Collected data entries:
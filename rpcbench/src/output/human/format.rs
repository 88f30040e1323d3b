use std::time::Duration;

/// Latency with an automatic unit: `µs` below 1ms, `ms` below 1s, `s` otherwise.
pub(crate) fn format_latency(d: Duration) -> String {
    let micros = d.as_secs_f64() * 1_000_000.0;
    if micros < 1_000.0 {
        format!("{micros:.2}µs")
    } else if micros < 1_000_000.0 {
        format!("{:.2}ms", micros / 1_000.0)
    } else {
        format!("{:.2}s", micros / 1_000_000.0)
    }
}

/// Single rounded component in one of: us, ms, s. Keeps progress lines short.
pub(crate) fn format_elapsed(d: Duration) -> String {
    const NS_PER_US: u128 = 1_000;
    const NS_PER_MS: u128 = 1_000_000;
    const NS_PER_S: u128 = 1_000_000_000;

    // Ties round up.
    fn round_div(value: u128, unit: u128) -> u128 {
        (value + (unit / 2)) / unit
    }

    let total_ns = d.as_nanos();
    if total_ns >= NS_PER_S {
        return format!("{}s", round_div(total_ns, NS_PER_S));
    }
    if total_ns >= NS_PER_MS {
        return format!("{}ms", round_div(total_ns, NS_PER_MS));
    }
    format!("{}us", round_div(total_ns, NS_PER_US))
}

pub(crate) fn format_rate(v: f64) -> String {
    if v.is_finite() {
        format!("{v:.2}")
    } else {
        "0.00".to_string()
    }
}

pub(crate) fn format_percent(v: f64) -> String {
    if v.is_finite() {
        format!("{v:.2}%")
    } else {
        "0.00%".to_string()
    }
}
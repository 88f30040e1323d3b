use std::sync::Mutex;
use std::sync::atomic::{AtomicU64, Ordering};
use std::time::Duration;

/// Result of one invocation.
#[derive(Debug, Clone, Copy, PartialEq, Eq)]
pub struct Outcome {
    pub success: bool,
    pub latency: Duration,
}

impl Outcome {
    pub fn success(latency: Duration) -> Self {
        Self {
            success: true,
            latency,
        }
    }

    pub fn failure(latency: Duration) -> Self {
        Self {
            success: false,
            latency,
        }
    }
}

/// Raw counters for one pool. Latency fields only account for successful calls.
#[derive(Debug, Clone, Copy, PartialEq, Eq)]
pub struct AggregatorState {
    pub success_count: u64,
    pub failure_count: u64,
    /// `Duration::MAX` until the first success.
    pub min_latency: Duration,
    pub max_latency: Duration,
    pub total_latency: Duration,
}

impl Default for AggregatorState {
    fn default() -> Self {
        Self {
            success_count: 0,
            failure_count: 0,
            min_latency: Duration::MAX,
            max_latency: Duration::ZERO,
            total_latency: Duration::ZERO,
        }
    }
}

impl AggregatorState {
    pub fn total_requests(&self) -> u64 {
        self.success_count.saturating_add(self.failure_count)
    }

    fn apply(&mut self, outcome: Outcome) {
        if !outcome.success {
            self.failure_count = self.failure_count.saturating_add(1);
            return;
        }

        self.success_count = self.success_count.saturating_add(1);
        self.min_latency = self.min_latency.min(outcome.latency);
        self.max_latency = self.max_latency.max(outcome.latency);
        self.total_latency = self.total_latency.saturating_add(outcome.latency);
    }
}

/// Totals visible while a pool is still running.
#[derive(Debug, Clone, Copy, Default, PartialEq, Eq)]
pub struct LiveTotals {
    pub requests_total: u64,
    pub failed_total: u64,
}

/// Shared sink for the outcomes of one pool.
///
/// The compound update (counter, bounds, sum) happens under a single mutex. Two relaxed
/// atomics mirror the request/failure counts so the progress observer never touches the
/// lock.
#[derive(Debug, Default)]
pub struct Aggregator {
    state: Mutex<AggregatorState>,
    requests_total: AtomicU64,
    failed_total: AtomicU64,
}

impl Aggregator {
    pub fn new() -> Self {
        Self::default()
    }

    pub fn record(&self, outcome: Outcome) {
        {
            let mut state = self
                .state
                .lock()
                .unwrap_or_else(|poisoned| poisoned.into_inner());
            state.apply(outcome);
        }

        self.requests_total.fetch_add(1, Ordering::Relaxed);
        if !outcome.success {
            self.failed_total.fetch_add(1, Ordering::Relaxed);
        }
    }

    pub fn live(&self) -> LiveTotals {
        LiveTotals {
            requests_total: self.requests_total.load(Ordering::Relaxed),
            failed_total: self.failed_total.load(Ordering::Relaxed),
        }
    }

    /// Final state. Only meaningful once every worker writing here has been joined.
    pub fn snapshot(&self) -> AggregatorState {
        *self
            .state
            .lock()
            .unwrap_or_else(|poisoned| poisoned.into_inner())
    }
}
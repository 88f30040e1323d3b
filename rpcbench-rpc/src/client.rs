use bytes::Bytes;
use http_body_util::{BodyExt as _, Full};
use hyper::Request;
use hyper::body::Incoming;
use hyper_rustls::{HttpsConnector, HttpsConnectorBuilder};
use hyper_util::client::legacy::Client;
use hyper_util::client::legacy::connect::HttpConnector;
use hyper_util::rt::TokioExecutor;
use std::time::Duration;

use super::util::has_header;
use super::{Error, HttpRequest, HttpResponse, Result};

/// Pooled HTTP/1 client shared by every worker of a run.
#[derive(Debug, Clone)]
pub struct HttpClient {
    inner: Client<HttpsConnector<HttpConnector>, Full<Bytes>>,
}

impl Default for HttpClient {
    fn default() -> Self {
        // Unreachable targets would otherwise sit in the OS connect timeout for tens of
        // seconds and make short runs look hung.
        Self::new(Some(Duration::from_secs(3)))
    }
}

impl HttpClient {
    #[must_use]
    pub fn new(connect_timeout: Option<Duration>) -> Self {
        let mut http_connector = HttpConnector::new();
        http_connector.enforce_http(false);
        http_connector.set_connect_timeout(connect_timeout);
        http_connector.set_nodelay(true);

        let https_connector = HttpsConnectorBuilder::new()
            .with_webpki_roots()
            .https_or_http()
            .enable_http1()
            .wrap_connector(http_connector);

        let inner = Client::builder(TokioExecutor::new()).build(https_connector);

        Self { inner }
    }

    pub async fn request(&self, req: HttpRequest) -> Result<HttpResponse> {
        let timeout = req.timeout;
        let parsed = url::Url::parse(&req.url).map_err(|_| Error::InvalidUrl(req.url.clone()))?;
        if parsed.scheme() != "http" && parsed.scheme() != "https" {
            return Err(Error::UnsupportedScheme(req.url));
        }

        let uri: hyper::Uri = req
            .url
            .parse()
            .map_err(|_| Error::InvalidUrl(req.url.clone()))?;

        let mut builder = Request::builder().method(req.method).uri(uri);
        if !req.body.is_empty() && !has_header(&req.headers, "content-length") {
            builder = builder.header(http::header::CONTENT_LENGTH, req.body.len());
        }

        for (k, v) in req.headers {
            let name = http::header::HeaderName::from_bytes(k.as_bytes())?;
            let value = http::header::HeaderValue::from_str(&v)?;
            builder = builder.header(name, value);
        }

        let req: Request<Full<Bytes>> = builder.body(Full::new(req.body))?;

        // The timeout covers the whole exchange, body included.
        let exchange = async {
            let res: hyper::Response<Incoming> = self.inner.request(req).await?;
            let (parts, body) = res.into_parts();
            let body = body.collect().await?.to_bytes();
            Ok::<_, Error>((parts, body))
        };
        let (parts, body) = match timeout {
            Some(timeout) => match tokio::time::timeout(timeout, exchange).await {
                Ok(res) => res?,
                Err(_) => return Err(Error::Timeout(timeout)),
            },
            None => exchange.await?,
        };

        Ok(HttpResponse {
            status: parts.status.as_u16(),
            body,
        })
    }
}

ABOUT THIS TASK: The output consists solely of the lines from the line that contains "for (k, v) in" through the final line of the data.

TASK SOLUTION:
        for (k, v) in req.headers {
            let name = http::header::HeaderName::from_bytes(k.as_bytes())?;
            let value = http::header::HeaderValue::from_str(&v)?;
            builder = builder.header(name, value);
        }

        let req: Request<Full<Bytes>> = builder.body(Full::new(req.body))?;

        // The timeout covers the whole exchange, body included.
        let exchange = async {
            let res: hyper::Response<Incoming> = self.inner.request(req).await?;
            let (parts, body) = res.into_parts();
            let body = body.collect().await?.to_bytes();
            Ok::<_, Error>((parts, body))
        };
        let (parts, body) = match timeout {
            Some(timeout) => match tokio::time::timeout(timeout, exchange).await {
                Ok(res) => res?,
                Err(_) => return Err(Error::Timeout(timeout)),
            },
            None => exchange.await?,
        };

        Ok(HttpResponse {
            status: parts.status.as_u16(),
            body,
        })
    }
}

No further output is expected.